Records from a collection:
//! Type Coercion Rules
//!
//! JavaScript-like conversions shared by the AST interpreter and the bytecode
//! VM. Both engines route every conversion through this module so a pure
//! expression evaluates identically on either path.
//!
//! # Equality
//!
//! - Strict (`===`): values must belong to the same [`Category`]. `Int` and
//!   `Number` are one category, so `1 === 1.0` holds.
//! - Loose (`==`): `null == undefined`; numeric strings and booleans are
//!   converted to numbers before comparing; containers compare by reference
//!   against each other and by their string form against primitives.

use std::sync::Arc;

use crate::value::Value;

/// Representation category used by strict equality.
#[derive(Debug, Clone, Copy, PartialEq, Eq)]
pub enum Category {
    /// `undefined` (including unresolved host references).
    Undefined,
    /// `null`.
    Null,
    /// Booleans.
    Bool,
    /// Both numeric representations.
    Number,
    /// Strings.
    String,
    /// Lists, maps.
    Object,
    /// Functions.
    Function,
}

/// Representation category of a value.
pub fn category(value: &Value) -> Category {
    match value {
        Value::Undefined | Value::HostRef(_) => Category::Undefined,
        Value::Null => Category::Null,
        Value::Bool(_) => Category::Bool,
        Value::Int(_) | Value::Number(_) => Category::Number,
        Value::Str(_) => Category::String,
        Value::List(_) | Value::Map(_) => Category::Object,
        Value::Function(_) => Category::Function,
    }
}

/// Truthiness.
pub fn to_boolean(value: &Value) -> bool {
    match value {
        Value::Undefined | Value::Null | Value::HostRef(_) => false,
        Value::Bool(b) => *b,
        Value::Int(i) => *i != 0,
        Value::Number(n) => !n.is_nan() && *n != 0.0,
        Value::Str(s) => !s.is_empty(),
        Value::List(_) | Value::Map(_) | Value::Function(_) => true,
    }
}

/// Numeric conversion. Non-numeric strings and objects yield `NaN`.
pub fn to_number(value: &Value) -> f64 {
    match value {
        Value::Undefined | Value::HostRef(_) | Value::Function(_) | Value::Map(_) => f64::NAN,
        Value::Null => 0.0,
        Value::Bool(b) => {
            if *b {
                1.0
            } else {
                0.0
            }
        }
        Value::Int(i) => *i as f64,
        Value::Number(n) => *n,
        Value::Str(s) => string_to_number(s),
        Value::List(items) => {
            let items = items.read();
            match items.as_slice() {
                [] => 0.0,
                [single] => to_number(single),
                _ => f64::NAN,
            }
        }
    }
}

/// Parse a string as a number: surrounding whitespace is ignored and the
/// empty string is zero.
pub fn string_to_number(s: &str) -> f64 {
    let trimmed = s.trim();
    if trimmed.is_empty() {
        return 0.0;
    }
    match trimmed {
        "Infinity" | "+Infinity" => f64::INFINITY,
        "-Infinity" => f64::NEG_INFINITY,
        _ if trimmed.starts_with("0x") || trimmed.starts_with("0X") => {
            i64::from_str_radix(&trimmed[2..], 16)
                .map(|v| v as f64)
                .unwrap_or(f64::NAN)
        }
        // Rust accepts "inf"/"nan" spellings that scripts must not.
        _ if trimmed.chars().any(|c| c.is_ascii_alphabetic() && c != 'e' && c != 'E') => f64::NAN,
        _ => trimmed.parse::<f64>().unwrap_or(f64::NAN),
    }
}

/// 32-bit integer conversion used by bitwise operators.
pub fn to_int32(value: &Value) -> i32 {
    let n = to_number(value);
    if !n.is_finite() {
        return 0;
    }
    (n.trunc() as i64 & 0xFFFF_FFFF) as u32 as i32
}

/// Format a number the way scripts print it.
///
/// `NaN`, `Infinity`, `-Infinity`; both zeros print as `0`; integral values
/// print without a fractional part.
pub fn format_number(n: f64) -> String {
    if n.is_nan() {
        "NaN".to_string()
    } else if n.is_infinite() {
        if n > 0.0 {
            "Infinity".to_string()
        } else {
            "-Infinity".to_string()
        }
    } else if n == 0.0 {
        "0".to_string()
    } else {
        format!("{n}")
    }
}

/// String conversion used for concatenation and rendering.
pub fn to_display_string(value: &Value) -> String {
    match value {
        Value::Undefined | Value::HostRef(_) => "undefined".to_string(),
        Value::Null => "null".to_string(),
        Value::Bool(b) => b.to_string(),
        Value::Int(i) => i.to_string(),
        Value::Number(n) => format_number(*n),
        Value::Str(s) => s.to_string(),
        Value::List(items) => items
            .read()
            .iter()
            .map(|item| match item {
                Value::Undefined | Value::Null => String::new(),
                other => to_display_string(other),
            })
            .collect::<Vec<_>>()
            .join(","),
        Value::Map(_) => "[object Object]".to_string(),
        Value::Function(func) => match func.name() {
            Some(name) => format!("function {name}() {{ [script] }}"),
            None => "function () { [script] }".to_string(),
        },
    }
}

/// Key used for map/list index access (`obj[key]`).
pub fn to_property_key(value: &Value) -> String {
    to_display_string(value)
}

/// Strict equality (`===`).
pub fn strict_equals(a: &Value, b: &Value) -> bool {
    match (a, b) {
        (Value::Int(x), Value::Int(y)) => x == y,
        _ if a.is_number() && b.is_number() => to_number(a) == to_number(b),
        (Value::Str(x), Value::Str(y)) => x == y,
        (Value::Bool(x), Value::Bool(y)) => x == y,
        (Value::List(x), Value::List(y)) => Arc::ptr_eq(x, y),
        (Value::Map(x), Value::Map(y)) => Arc::ptr_eq(x, y),
        (Value::Function(_), Value::Function(_)) => a.is_identical(b),
        _ => {
            let (ca, cb) = (category(a), category(b));
            ca == cb && matches!(ca, Category::Undefined | Category::Null)
        }
    }
}

/// Loose equality (`==`).
pub fn loose_equals(a: &Value, b: &Value) -> bool {
    let (ca, cb) = (category(a), category(b));
    if ca == cb {
        return strict_equals(a, b);
    }
    match (ca, cb) {
        (Category::Undefined, Category::Null) | (Category::Null, Category::Undefined) => true,
        (Category::Undefined | Category::Null, _) | (_, Category::Undefined | Category::Null) => {
            false
        }
        (Category::Number, Category::String) | (Category::String, Category::Number) => {
            to_number(a) == to_number(b)
        }
        (Category::Bool, _) => loose_equals(&Value::number(to_number(a)), b),
        (_, Category::Bool) => loose_equals(a, &Value::number(to_number(b))),
        (Category::Object | Category::Function, _) => {
            loose_equals(&Value::from(to_display_string(a)), b)
        }
        (_, Category::Object | Category::Function) => {
            loose_equals(a, &Value::from(to_display_string(b)))
        }
        _ => false,
    }
}

/// Relational comparison result: `None` when either side is `NaN`.
pub fn compare(a: &Value, b: &Value) -> Option<std::cmp::Ordering> {
    match (a, b) {
        (Value::Str(x), Value::Str(y)) => Some(x.cmp(y)),
        (Value::Int(x), Value::Int(y)) => Some(x.cmp(y)),
        _ => to_number(a).partial_cmp(&to_number(b)),
    }
}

# What to do
Only the lines containing the string "scripts" are needed; pull them out of the records.

# Exercise output
        // Rust accepts "inf"/"nan" spellings that scripts must not.
/// Format a number the way scripts print it.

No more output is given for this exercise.